HA, which is a bioactive and biocompatible material, is one of the primary components of tooth mineral content. HA is expected to significantly enhance remineralization of initial enamel and dentin caries, and NHA is believed to have a higher efficacy than HA for this purpose due to its nano-size particles (11). NHA has hydrophilic and wetting characteristics and is capable of producing a thin but tightly bound layer on the tooth surface, resulting in higher surface hardness and remineralization. HA is capable of obstructing the dentinal tubules and thus, relieves tooth hypersensitivity.13
Najibfard et al11 (2011) compared 10% and 5% NHA and a combination of 10% NHA + 1100 ppm NAF in an in vivo study. Based on microradiographs, the results showed comparable remineralizing effect of the toothpastes evaluated. This finding is in contrast to our findings, which might be attributed to differences in concentration of NHA and study designs. We used Vickers microhardness tester but Najibfard et al evaluated the remineralizing effect with microradiography.

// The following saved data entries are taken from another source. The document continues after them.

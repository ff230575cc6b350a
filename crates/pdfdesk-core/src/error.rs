use pdfdesk_store::StorageError;
use thiserror::Error;

/// Input byte stream is not a well-formed document container.
#[derive(Debug, Error)]
pub enum DecodeError {
    #[error("malformed PDF: {0}")]
    Malformed(String),
}

#[derive(Debug, Error)]
pub enum EncodeError {
    #[error("failed to serialize PDF: {0}")]
    Serialize(String),
}

/// Per-operation precondition failures.
#[derive(Debug, Error)]
pub enum TransformError {
    #[error("at least 2 documents are required for merging, got {0}")]
    InsufficientInputs(usize),

    #[error("invalid page range: {0}")]
    InvalidRange(String),

    #[error("invalid rotation angle {0} (must be 90, 180, or 270)")]
    InvalidAngle(i64),

    #[error("invalid page number {page} (document has {page_count} pages)")]
    InvalidPageNumber { page: u32, page_count: usize },

    #[error("unsupported signature image format: {0}")]
    UnsupportedImageFormat(String),
}

/// Missing or ill-typed request field, caught before any decode work.
#[derive(Debug, Error)]
#[error("invalid field `{field}`: {constraint}")]
pub struct ValidationError {
    pub field: &'static str,
    pub constraint: String,
}

impl ValidationError {
    pub fn new(field: &'static str, constraint: impl Into<String>) -> Self {
        Self {
            field,
            constraint: constraint.into(),
        }
    }
}

#[derive(Debug, Error)]
pub enum PipelineError {
    #[error(transparent)]
    Validation(#[from] ValidationError),

    #[error("unreadable input document {index}: {source}")]
    UnreadableInput { index: usize, source: DecodeError },

    #[error(transparent)]
    Transform(#[from] TransformError),

    #[error(transparent)]
    Encode(#[from] EncodeError),

    #[error(transparent)]
    Storage(#[from] StorageError),
}
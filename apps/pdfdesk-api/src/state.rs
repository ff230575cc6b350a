//! Application state for the pdfdesk API

use anyhow::Result;
use pdfdesk_store::ArtifactStore;

pub struct AppState {
    pub store: ArtifactStore,
}

impl AppState {
    pub fn new() -> Result<Self> {
        let uploads_root =
            std::env::var("PDFDESK_UPLOADS_DIR").unwrap_or_else(|_| "uploads".to_string());

        tracing::info!("Using uploads root: {uploads_root}");
        let store = ArtifactStore::open(&uploads_root)?;

        Ok(Self { store })
    }
}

King et al15 (2006) prepared enamel blocks of extracted human third molars in an in vitro study to compare the efficacy of 10% NHA toothpaste, 900 ppm sodium fluoride and 900 ppm sodium monofluorophosphate (MPF). The results showed that all the three agents remineralized enamel lesions and no significant difference was noted between their efficacy. Differences in the results might be explained by the use of polarized light microscopy and microradiography and the differences in the materials used.
Haghgoo et al16 (2014) found no differences between NHA and NaF mouthwashes in remineralizing effect. However, surface microhardnes and tooth remineralization significantly increased. They used the remineralizing agent in the form of a mouthwash.
Our results showed that a higher remineralizing effect of NHA toothpaste compared to NaF toothpaste. However, when using Vickers microhardness tester for the assessment of remineralizing effect of agents, the researchers should be well aware of the limitations of this method and generalization of in vitro results to the clinical setting. This method cannot completely simulate the oral conditions. Furthermore, this study evaluated the efficacy of a domestically made toothpaste containing NHA, which is more affordable than similar foreign products.
Conclusion
Although fluoridated toothpaste can remineralize initial carious lesions, the synergistic effect of NHA (7 w%) and fluoride was shown.
Acknowledgements
The authors would like to thank Goltash Co. and Dentofacial Deformities Research Center for supporting this study.
Funding
This study was financially supported by both Goltash Co. and Dentofacial Deformities Research Center at Shahid Behehsti University of Medical Sciences. Neither of the funding bodies did not have a role in the conducting, analysis, nor reporting of this paper.
Competing interests
The authors declare no competing interests with regards to the authorship and/or publication of this article.
Ethics approval
The study protocol was approved by the Research Ethics Committee of Shahid Behehsti University of Medical Sciences.